Evolution accounts for a lot of our strange ideas about finances.

Would you rather earn $50,000 a year while other people make $25,000, or would you rather earn $100,000 a year while other people get $250,000? Assume for the moment that prices of goods and services will stay the same.

Surprisingly -- stunningly, in fact -- research shows that the majority of people select the first option; they would rather make twice as much as others even if that meant earning half as much as they could otherwise have. How irrational is that?

Here's a related thought experiment. Would you rather be A or B?

A is waiting in line at a movie theater. When he gets to the ticket window, he is told that as he is the 100,000th customer of the theater, he has just won $100.

B is waiting in line at a different theater. The man in front of him wins $1,000 for being the 1-millionth customer of the theater. Mr. B wins $150.

Amazingly, most people said that they would prefer to be A. In other words, they would rather forgo $50 in order to alleviate the feeling of regret that comes with not winning the thousand bucks. Essentially, they were willing to pay $50 for regret therapy.

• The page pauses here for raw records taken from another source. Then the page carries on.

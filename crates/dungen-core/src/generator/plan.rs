//! Per-run working state shared by the pipeline generators.

use dungen_graph::KeyedGraph;

use crate::error::GenerationError;
use crate::params::LevelParameters;
use crate::region::Region;
use crate::vec2::Vec2i;

/// Working state for one generation run: the routing cell graph, the
/// room and hallway regions, and the room leader vertices.
///
/// Cleared, not reallocated, at the start of every run.
#[derive(Debug, Default)]
pub(crate) struct LevelPlan {
    /// 4-connected graph over the interior tiles, progressively
    /// contracted as rooms are placed.
    pub cells: KeyedGraph<Vec2i>,
    /// One region per placed room, in placement order.
    pub rooms: Vec<Region>,
    /// One region per carved hallway fragment.
    pub halls: Vec<Region>,
    /// Aggregate of all room tiles.
    pub room_tiles: Region,
    /// Aggregate of all hallway tiles.
    pub hall_tiles: Region,
    /// Leader vertex of each room, in placement order.
    pub leaders: Vec<Vec2i>,
}

impl LevelPlan {
    pub fn clear(&mut self) {
        self.cells.clear();
        self.rooms.clear();
        self.halls.clear();
        self.room_tiles.clear();
        self.hall_tiles.clear();
        self.leaders.clear();
    }

    /// Build the 4-connected cell graph over every interior tile of
    /// the playable area, row by row. Edges run only to the immediate
    /// horizontal and vertical neighbors.
    pub fn build_cell_graph(&mut self, params: &LevelParameters) -> Result<(), GenerationError> {
        for row in 1..=params.height {
            for col in 1..=params.width {
                let tile = Vec2i::new(col, row);
                self.cells.add_vertex(tile)?;
                if col > 1 {
                    self.cells.add_edge(&tile, &Vec2i::new(col - 1, row), ())?;
                }
                if row > 1 {
                    self.cells.add_edge(&tile, &Vec2i::new(col, row - 1), ())?;
                }
            }
        }
        Ok(())
    }
}
//! Room placement and contraction.
//!
//! Rooms are solid-walled rectangles carved into a wall-filled field.
//! After placement each room is contracted to a single routing vertex
//! (its leader) plus the wall tiles a corridor could enter through.

use log::debug;

use crate::error::GenerationError;
use crate::level::LevelBuilder;
use crate::params::LevelParameters;
use crate::region::Region;
use crate::rng::GenRng;
use crate::vec2::Vec2i;

use super::plan::LevelPlan;

/// Placement attempts per room before giving up on it.
const PLACEMENT_ATTEMPTS: u32 = 50;
/// Minimum room span, walls included.
const MIN_ROOM_SPAN: i32 = 7;
/// Maximum room span, walls included.
const MAX_ROOM_SPAN: i32 = 12;

/// Fill the whole bounding rectangle, perimeter ring included, with
/// wall.
pub(crate) fn fill_walls(builder: &mut LevelBuilder, params: &LevelParameters) {
    for y in 0..=params.height + 1 {
        for x in 0..=params.width + 1 {
            builder.place_wall(Vec2i::new(x, y));
        }
    }
}

/// Place up to `params.num_rooms` rectangular rooms.
///
/// Each room gets [`PLACEMENT_ATTEMPTS`] random placements; a
/// placement is accepted when the whole rectangle fits the playable
/// area and covers nothing but wall. A room whose attempts all
/// collide is skipped, so fewer rooms than requested is a normal
/// outcome.
pub(crate) fn place_rooms(
    plan: &mut LevelPlan,
    builder: &mut LevelBuilder,
    params: &LevelParameters,
    rng: &mut GenRng,
) {
    let span_range = (MAX_ROOM_SPAN - MIN_ROOM_SPAN + 1) as u32;

    for _ in 0..params.num_rooms {
        for _attempt in 0..PLACEMENT_ATTEMPTS {
            let w = MIN_ROOM_SPAN + rng.rn2(span_range) as i32;
            let h = MIN_ROOM_SPAN + rng.rn2(span_range) as i32;
            let x = 1 + rng.rn2(params.width as u32) as i32;
            let y = 1 + rng.rn2(params.height as u32) as i32;

            if x + w > params.width || y + h > params.height {
                continue;
            }
            if overlaps(builder, Vec2i::new(x, y), w, h) {
                continue;
            }

            let room = carve_room(builder, Vec2i::new(x, y), w, h);
            plan.room_tiles.add_region(&room);
            plan.hall_tiles.remove_region(&room);
            plan.rooms.push(room);
            break;
        }
    }

    debug!(
        "placed {} of {} requested rooms",
        plan.rooms.len(),
        params.num_rooms
    );
}

/// Does the rectangle cover any non-wall tile?
///
/// Other rooms' wall rings do not count as collisions, only their
/// floorspace does, so adjacent rooms may share wall bands.
fn overlaps(builder: &LevelBuilder, pos: Vec2i, w: i32, h: i32) -> bool {
    for x in pos.x..pos.x + w {
        for y in pos.y..pos.y + h {
            if !builder.has_wall(Vec2i::new(x, y)) {
                return true;
            }
        }
    }
    false
}

/// Carve a room: wall border, floor interior. Returns its region.
fn carve_room(builder: &mut LevelBuilder, pos: Vec2i, w: i32, h: i32) -> Region {
    let mut room = Region::new();
    for i in 0..w {
        for j in 0..h {
            let tile = Vec2i::new(pos.x + i, pos.y + j);
            if i == 0 || i == w - 1 || j == 0 || j == h - 1 {
                builder.place_wall(tile);
            } else {
                builder.place_floor(tile);
            }
            room.insert(tile);
        }
    }
    room
}

/// Contract every placed room to a single routing vertex.
///
/// The leader is the first floor tile of the room in scan order. Wall
/// tiles a corridor could pass through keep their outward edges and
/// gain an edge to the leader; everything else inside the room leaves
/// the cell graph.
pub(crate) fn contract_rooms(
    plan: &mut LevelPlan,
    builder: &LevelBuilder,
) -> Result<(), GenerationError> {
    let LevelPlan {
        cells,
        rooms,
        leaders,
        ..
    } = plan;

    for (room_idx, room) in rooms.iter().enumerate() {
        let leader = room
            .iter()
            .find(|&tile| !builder.has_wall(tile))
            .ok_or(GenerationError::MissingLeader(room_idx))?;
        leaders.push(leader);

        // Cut the leader loose from its own interior.
        let leader_neighbors: Vec<Vec2i> = cells.neighbors(&leader)?.copied().collect();
        for n in leader_neighbors {
            cells.remove_edge(&leader, &n)?;
        }

        for tile in room.iter() {
            if tile == leader || !cells.contains_vertex(&tile) {
                continue;
            }

            if builder.has_wall(tile) {
                let neighbors: Vec<Vec2i> = cells.neighbors(&tile)?.copied().collect();
                let has_adjacent_floor = neighbors
                    .iter()
                    .any(|&n| !builder.has_wall(n) && room.contains(n));

                if !has_adjacent_floor {
                    // Interior wall no corridor can reach.
                    for n in neighbors {
                        cells.remove_edge(&tile, &n)?;
                    }
                    continue;
                }

                for n in neighbors {
                    if !room.contains(n) {
                        // The edge out of the room stays.
                    } else if !builder.has_wall(n) {
                        // Edge to interior floor: collapse it onto the
                        // leader.
                        cells.remove_vertex(&n)?;
                        cells.add_edge(&tile, &leader, ())?;
                    } else {
                        cells.remove_edge(&tile, &n)?;
                    }
                }
            } else {
                let adjacent_to_wall =
                    cells.neighbors(&tile)?.any(|&n| builder.has_wall(n));

                if !adjacent_to_wall {
                    // Pure interior floor is irrelevant to routing.
                    cells.remove_vertex(&tile)?;
                }
            }
        }
    }

    Ok(())
}

#[cfg(test)]
mod tests {
    use super::*;

    fn placed_plan(params: &LevelParameters, seed: u32) -> (LevelPlan, LevelBuilder) {
        let mut plan = LevelPlan::default();
        let mut builder = LevelBuilder::new();
        let mut rng = GenRng::new(seed);
        plan.build_cell_graph(params).unwrap();
        fill_walls(&mut builder, params);
        place_rooms(&mut plan, &mut builder, params, &mut rng);
        (plan, builder)
    }

    #[test]
    fn test_fill_covers_bounding_rectangle() {
        let params = LevelParameters::new(4, 3, 0);
        let mut builder = LevelBuilder::new();
        fill_walls(&mut builder, &params);

        for x in 0..=5 {
            for y in 0..=4 {
                assert!(builder.has_wall(Vec2i::new(x, y)));
            }
        }
        assert!(builder.is_empty(Vec2i::new(6, 0)));
    }

    #[test]
    fn test_rooms_fit_playable_area_and_do_not_share_floor() {
        let params = LevelParameters::new(40, 40, 8);
        let (plan, builder) = placed_plan(&params, 99);

        assert!(!plan.rooms.is_empty());
        for room in &plan.rooms {
            for tile in room.iter() {
                assert!(tile.x >= 1 && tile.x <= params.width);
                assert!(tile.y >= 1 && tile.y <= params.height);
            }
        }

        // Floorspace belongs to exactly one room; only wall bands may
        // be shared.
        for (i, room) in plan.rooms.iter().enumerate() {
            for (j, other) in plan.rooms.iter().enumerate() {
                if i == j {
                    continue;
                }
                for tile in room.iter() {
                    if builder.has_floor(tile) {
                        assert!(!other.contains(tile));
                    }
                }
            }
        }
    }

    #[test]
    fn test_room_borders_are_walls() {
        let params = LevelParameters::new(30, 30, 4);
        let (plan, builder) = placed_plan(&params, 5);

        for room in &plan.rooms {
            let min_x = room.iter().map(|t| t.x).min().unwrap();
            let max_x = room.iter().map(|t| t.x).max().unwrap();
            let min_y = room.iter().map(|t| t.y).min().unwrap();
            let max_y = room.iter().map(|t| t.y).max().unwrap();

            for tile in room.iter() {
                let on_border = tile.x == min_x
                    || tile.x == max_x
                    || tile.y == min_y
                    || tile.y == max_y;
                if on_border {
                    assert!(builder.has_wall(tile));
                } else {
                    assert!(builder.has_floor(tile));
                }
            }
        }
    }

    #[test]
    fn test_contraction_collapses_rooms() {
        let params = LevelParameters::new(30, 30, 4);
        let (mut plan, builder) = placed_plan(&params, 11);
        assert!(plan.rooms.len() >= 2, "seed must place at least two rooms");

        contract_rooms(&mut plan, &builder).unwrap();
        assert_eq!(plan.leaders.len(), plan.rooms.len());

        for (room, &leader) in plan.rooms.iter().zip(&plan.leaders) {
            assert!(builder.has_floor(leader));
            assert!(plan.cells.contains_vertex(&leader));

            // Interior floors other than the leader have left the
            // graph.
            for tile in room.iter() {
                if tile != leader && builder.has_floor(tile) {
                    let interior = Vec2i::ORTHOGONAL
                        .iter()
                        .all(|&d| !builder.has_wall(tile + d));
                    if interior {
                        assert!(!plan.cells.contains_vertex(&tile));
                    }
                }
            }

            // The leader's surviving edges all lead to wall tiles of
            // its own room.
            for n in plan.cells.neighbors(&leader).unwrap() {
                assert!(builder.has_wall(*n));
                assert!(room.contains(*n));
            }
        }
    }

    #[test]
    fn test_missing_leader_is_fatal() {
        let params = LevelParameters::new(20, 20, 0);
        let mut plan = LevelPlan::default();
        let mut builder = LevelBuilder::new();
        plan.build_cell_graph(&params).unwrap();
        fill_walls(&mut builder, &params);

        // A fabricated all-wall "room" has no leader candidate.
        let mut solid = Region::new();
        for x in 5..10 {
            for y in 5..10 {
                solid.insert(Vec2i::new(x, y));
            }
        }
        plan.rooms.push(solid);

        assert_eq!(
            contract_rooms(&mut plan, &builder),
            Err(GenerationError::MissingLeader(0))
        );
    }
}
//! Dense index-addressed graph engine.
//!
//! Vertices are plain `usize` indices in `[0, vertex_count())`; every
//! index below the count refers to a live vertex. Removal is O(degree)
//! via swap-with-last: the final vertex moves into the freed slot and
//! every half-edge that pointed at the old last index is rewritten.
//! Undirected edges are stored as a symmetric pair of half-edges, one
//! in each endpoint's adjacency list.

use crate::error::GraphError;

/// One directed half of an undirected edge.
#[derive(Debug, Clone, PartialEq)]
struct HalfEdge<E> {
    to: usize,
    data: E,
}

/// Index-addressed undirected graph with an edge payload slot.
///
/// Use `E = ()` for unweighted graphs. Parallel edges are not
/// deduplicated; callers that need a simple graph check
/// [`contains_edge`](Self::contains_edge) before inserting.
#[derive(Debug, Clone, PartialEq)]
pub struct Graph<E> {
    adjacency: Vec<Vec<HalfEdge<E>>>,
    half_edges: usize,
}

impl<E> Default for Graph<E> {
    fn default() -> Self {
        Self::new()
    }
}

impl<E> Graph<E> {
    pub fn new() -> Self {
        Self {
            adjacency: Vec::new(),
            half_edges: 0,
        }
    }

    pub fn vertex_count(&self) -> usize {
        self.adjacency.len()
    }

    /// Number of undirected edges (half the stored half-edges).
    pub fn edge_count(&self) -> usize {
        self.half_edges / 2
    }

    pub fn clear(&mut self) {
        self.adjacency.clear();
        self.half_edges = 0;
    }

    /// Append a vertex and return its index.
    pub fn add_vertex(&mut self) -> usize {
        self.adjacency.push(Vec::new());
        self.adjacency.len() - 1
    }

    pub fn contains_vertex(&self, v: usize) -> bool {
        v < self.adjacency.len()
    }

    pub fn contains_edge(&self, u: usize, v: usize) -> bool {
        self.contains_vertex(u)
            && self.contains_vertex(v)
            && self.adjacency[u].iter().any(|h| h.to == v)
    }

    /// Remove both half-edges of `u -- v`.
    pub fn remove_edge(&mut self, u: usize, v: usize) -> Result<(), GraphError> {
        if !self.contains_edge(u, v) || !self.contains_edge(v, u) {
            return Err(GraphError::EdgeNotFound(u, v));
        }
        self.remove_half_edge(u, v);
        self.remove_half_edge(v, u);
        Ok(())
    }

    /// Remove a vertex and every edge incident to it.
    ///
    /// If `v` is not the last index, the last vertex is relocated into
    /// its slot and all half-edges referring to the old last index are
    /// patched to the new one.
    pub fn remove_vertex(&mut self, v: usize) -> Result<(), GraphError> {
        if !self.contains_vertex(v) {
            return Err(GraphError::VertexNotFound(v));
        }

        while let Some(to) = self.adjacency[v].first().map(|h| h.to) {
            self.remove_edge(v, to)?;
        }

        let last = self.adjacency.len() - 1;
        if v != last {
            let moved_neighbors: Vec<usize> =
                self.adjacency[last].iter().map(|h| h.to).collect();
            for from in moved_neighbors {
                for half in &mut self.adjacency[from] {
                    if half.to == last {
                        half.to = v;
                    }
                }
            }
            self.adjacency.swap(v, last);
        }
        self.adjacency.pop();
        Ok(())
    }

    /// Indices of `v`'s currently valid neighbors.
    ///
    /// Half-edges to out-of-range targets are skipped rather than
    /// surfaced; the mutation paths keep such edges from existing, so
    /// the filter is a read-side guarantee only.
    pub fn neighbors(
        &self,
        v: usize,
    ) -> Result<impl Iterator<Item = usize> + '_, GraphError> {
        if !self.contains_vertex(v) {
            return Err(GraphError::VertexNotFound(v));
        }
        let count = self.adjacency.len();
        Ok(self.adjacency[v]
            .iter()
            .map(|h| h.to)
            .filter(move |&t| t < count))
    }

    pub fn vertices(&self) -> std::ops::Range<usize> {
        0..self.adjacency.len()
    }

    /// Payload of edge `u -- v`.
    pub fn edge_data(&self, u: usize, v: usize) -> Result<&E, GraphError> {
        if !self.contains_vertex(u) {
            return Err(GraphError::VertexNotFound(u));
        }
        if !self.contains_vertex(v) {
            return Err(GraphError::VertexNotFound(v));
        }
        self.adjacency[u]
            .iter()
            .find(|h| h.to == v)
            .map(|h| &h.data)
            .ok_or(GraphError::EdgeNotFound(u, v))
    }

    /// Every undirected edge exactly once.
    ///
    /// For vertex `v` in index order, a half-edge to `n` is emitted
    /// only when `n <= v`; the symmetric half covers the other
    /// direction, so no pair is reported twice.
    pub fn edges(&self) -> impl Iterator<Item = (usize, usize, &E)> {
        self.adjacency.iter().enumerate().flat_map(|(v, halves)| {
            halves
                .iter()
                .filter(move |h| h.to <= v)
                .map(move |h| (v, h.to, &h.data))
        })
    }

    fn remove_half_edge(&mut self, from: usize, to: usize) {
        if let Some(idx) = self.adjacency[from].iter().position(|h| h.to == to) {
            self.adjacency[from].swap_remove(idx);
            self.half_edges -= 1;
        }
    }
}

impl<E: Clone> Graph<E> {
    /// Insert an undirected edge carrying `data`.
    pub fn add_edge(&mut self, u: usize, v: usize, data: E) -> Result<(), GraphError> {
        if !self.contains_vertex(u) {
            return Err(GraphError::VertexNotFound(u));
        }
        if !self.contains_vertex(v) {
            return Err(GraphError::VertexNotFound(v));
        }
        self.adjacency[u].push(HalfEdge {
            to: v,
            data: data.clone(),
        });
        self.adjacency[v].push(HalfEdge { to: u, data });
        self.half_edges += 2;
        Ok(())
    }

    /// Replace the payload of edge `u -- v` by removing and
    /// re-inserting both half-edges.
    pub fn set_edge_data(&mut self, u: usize, v: usize, data: E) -> Result<(), GraphError> {
        self.remove_edge(u, v)?;
        self.add_edge(u, v, data)
    }
}

#[cfg(test)]
mod tests {
    use std::collections::HashSet;

    use proptest::prelude::*;

    use super::*;

    #[test]
    fn test_add_vertices_are_dense() {
        let mut g: Graph<()> = Graph::new();
        assert_eq!(g.add_vertex(), 0);
        assert_eq!(g.add_vertex(), 1);
        assert_eq!(g.add_vertex(), 2);
        assert_eq!(g.vertex_count(), 3);
        assert!(g.contains_vertex(2));
        assert!(!g.contains_vertex(3));
    }

    #[test]
    fn test_remove_vertex_drops_incident_edges() {
        let mut g: Graph<()> = Graph::new();
        for _ in 0..3 {
            g.add_vertex();
        }
        g.add_edge(0, 1, ()).unwrap();
        g.add_edge(1, 2, ()).unwrap();

        g.remove_vertex(1).unwrap();
        assert_eq!(g.vertex_count(), 2);
        assert_eq!(g.edge_count(), 0);
        assert!(g.neighbors(0).unwrap().next().is_none());
    }

    #[test]
    fn test_swap_delete_patches_half_edges() {
        let mut g: Graph<()> = Graph::new();
        for _ in 0..4 {
            g.add_vertex();
        }
        g.add_edge(0, 3, ()).unwrap();
        g.add_edge(2, 3, ()).unwrap();

        // Removing 1 relocates vertex 3 into slot 1; the edges must
        // follow it.
        g.remove_vertex(1).unwrap();
        assert_eq!(g.vertex_count(), 3);
        assert!(g.contains_edge(0, 1));
        assert!(g.contains_edge(2, 1));
        assert!(!g.contains_vertex(3));
        assert_eq!(g.edge_count(), 2);
    }

    #[test]
    fn test_edges_enumerates_each_pair_once() {
        let mut g: Graph<u8> = Graph::new();
        for _ in 0..4 {
            g.add_vertex();
        }
        g.add_edge(0, 1, 1).unwrap();
        g.add_edge(1, 2, 2).unwrap();
        g.add_edge(2, 3, 3).unwrap();
        g.add_edge(0, 3, 4).unwrap();

        let mut pairs: Vec<(usize, usize)> = g
            .edges()
            .map(|(u, v, _)| (u.min(v), u.max(v)))
            .collect();
        pairs.sort_unstable();
        assert_eq!(pairs, vec![(0, 1), (0, 3), (1, 2), (2, 3)]);
    }

    #[test]
    fn test_edge_data_replacement() {
        let mut g: Graph<u32> = Graph::new();
        g.add_vertex();
        g.add_vertex();
        g.add_edge(0, 1, 9).unwrap();
        assert_eq!(g.edge_data(0, 1).unwrap(), &9);
        assert_eq!(g.edge_data(1, 0).unwrap(), &9);

        g.set_edge_data(0, 1, 12).unwrap();
        assert_eq!(g.edge_data(1, 0).unwrap(), &12);
        assert_eq!(g.edge_count(), 1);
    }

    #[test]
    fn test_missing_vertex_and_edge_errors() {
        let mut g: Graph<()> = Graph::new();
        assert_eq!(g.remove_vertex(0), Err(GraphError::VertexNotFound(0)));
        g.add_vertex();
        g.add_vertex();
        assert_eq!(g.remove_edge(0, 1), Err(GraphError::EdgeNotFound(0, 1)));
        assert_eq!(g.add_edge(0, 5, ()), Err(GraphError::VertexNotFound(5)));
        assert_eq!(g.edge_data(0, 1), Err(GraphError::EdgeNotFound(0, 1)));
    }

    #[test]
    fn test_edges_on_random_graph() {
        use rand::rngs::StdRng;
        use rand::{Rng, SeedableRng};

        let mut rng = StdRng::seed_from_u64(400);
        let mut g: Graph<u32> = Graph::new();
        for _ in 0..100 {
            g.add_vertex();
        }

        let mut inserted = 0;
        while inserted < 300 {
            let u = rng.gen_range(0..100);
            let v = rng.gen_range(0..100);
            if u != v && !g.contains_edge(u, v) {
                g.add_edge(u, v, 1).unwrap();
                inserted += 1;
            }
        }

        let edges: Vec<(usize, usize)> = g
            .edges()
            .map(|(u, v, _)| (u.min(v), u.max(v)))
            .collect();
        let unique: HashSet<(usize, usize)> = edges.iter().copied().collect();
        assert_eq!(edges.len(), 300);
        assert_eq!(unique.len(), 300);
        assert_eq!(g.edge_count(), 300);

        // Removals stay consistent with the enumeration.
        let sample: Vec<(usize, usize)> = edges.iter().copied().take(50).collect();
        for (u, v) in sample {
            g.remove_edge(u, v).unwrap();
        }
        assert_eq!(g.edge_count(), 250);
        assert_eq!(g.edges().count(), 250);
    }

    #[test]
    fn test_clear_resets_counts() {
        let mut g: Graph<()> = Graph::new();
        g.add_vertex();
        g.add_vertex();
        g.add_edge(0, 1, ()).unwrap();
        g.clear();
        assert_eq!(g.vertex_count(), 0);
        assert_eq!(g.edge_count(), 0);
    }

    proptest! {
        /// After any mutation sequence, surfaced neighbors are valid
        /// indices and the edge enumeration is duplicate-free and
        /// consistent with the edge count.
        #[test]
        fn prop_mutations_preserve_invariants(
            ops in proptest::collection::vec((0u8..4, 0usize..64, 0usize..64), 1..150)
        ) {
            let mut g: Graph<u32> = Graph::new();

            for (op, a, b) in ops {
                match op {
                    0 => {
                        g.add_vertex();
                    }
                    1 => {
                        if g.vertex_count() > 0 {
                            let v = a % g.vertex_count();
                            g.remove_vertex(v).unwrap();
                        }
                    }
                    2 => {
                        if g.vertex_count() > 0 {
                            let u = a % g.vertex_count();
                            let v = b % g.vertex_count();
                            if u != v && !g.contains_edge(u, v) {
                                g.add_edge(u, v, 1).unwrap();
                            }
                        }
                    }
                    _ => {
                        if g.vertex_count() > 0 {
                            let u = a % g.vertex_count();
                            let v = b % g.vertex_count();
                            if g.contains_edge(u, v) {
                                g.remove_edge(u, v).unwrap();
                            }
                        }
                    }
                }

                let count = g.vertex_count();
                for v in g.vertices() {
                    for n in g.neighbors(v).unwrap() {
                        prop_assert!(n < count);
                        prop_assert!(g.contains_edge(n, v));
                    }
                }

                let edges: Vec<(usize, usize)> = g
                    .edges()
                    .map(|(u, v, _)| (u.min(v), u.max(v)))
                    .collect();
                let unique: HashSet<(usize, usize)> = edges.iter().copied().collect();
                prop_assert_eq!(edges.len(), unique.len());
                prop_assert_eq!(edges.len(), g.edge_count());
            }
        }
    }
}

Regret falls under a psychological effect known as loss aversion. Research shows that before we risk an investment, we need to feel assured that the potential gain is twice what the possible loss might be because a loss feels twice as bad as a gain feels good. That's weird and irrational, but it's the way it is.

Consider one more experimental example to prove the point: the ultimatum game. You are given $100 to split between yourself and your game partner. Whatever division of the money you propose, if your partner accepts it, you each get to keep your share. If, however, your partner rejects it, neither of you gets any money.

How much should you offer? Why not suggest a $90-$10 split? If your game partner is a rational, self-interested money-maximizer -- the very embodiment of Homo economicus -- he isn't going to turn down a free 10 bucks, is he? He is. Research shows that proposals that offer much less than a $70-$30 split are usually rejected.

Why? Because they aren't fair. Says who? Says the moral emotion of "reciprocal altruism," which evolved over the Paleolithic eons to demand fairness on the part of our potential exchange partners.

When it comes to money, as in most other aspects of life, reason and rationality are trumped by emotions and feelings.

---- I must have evolved differently as my choices would not go with the hardwired monkeys or homo economicus.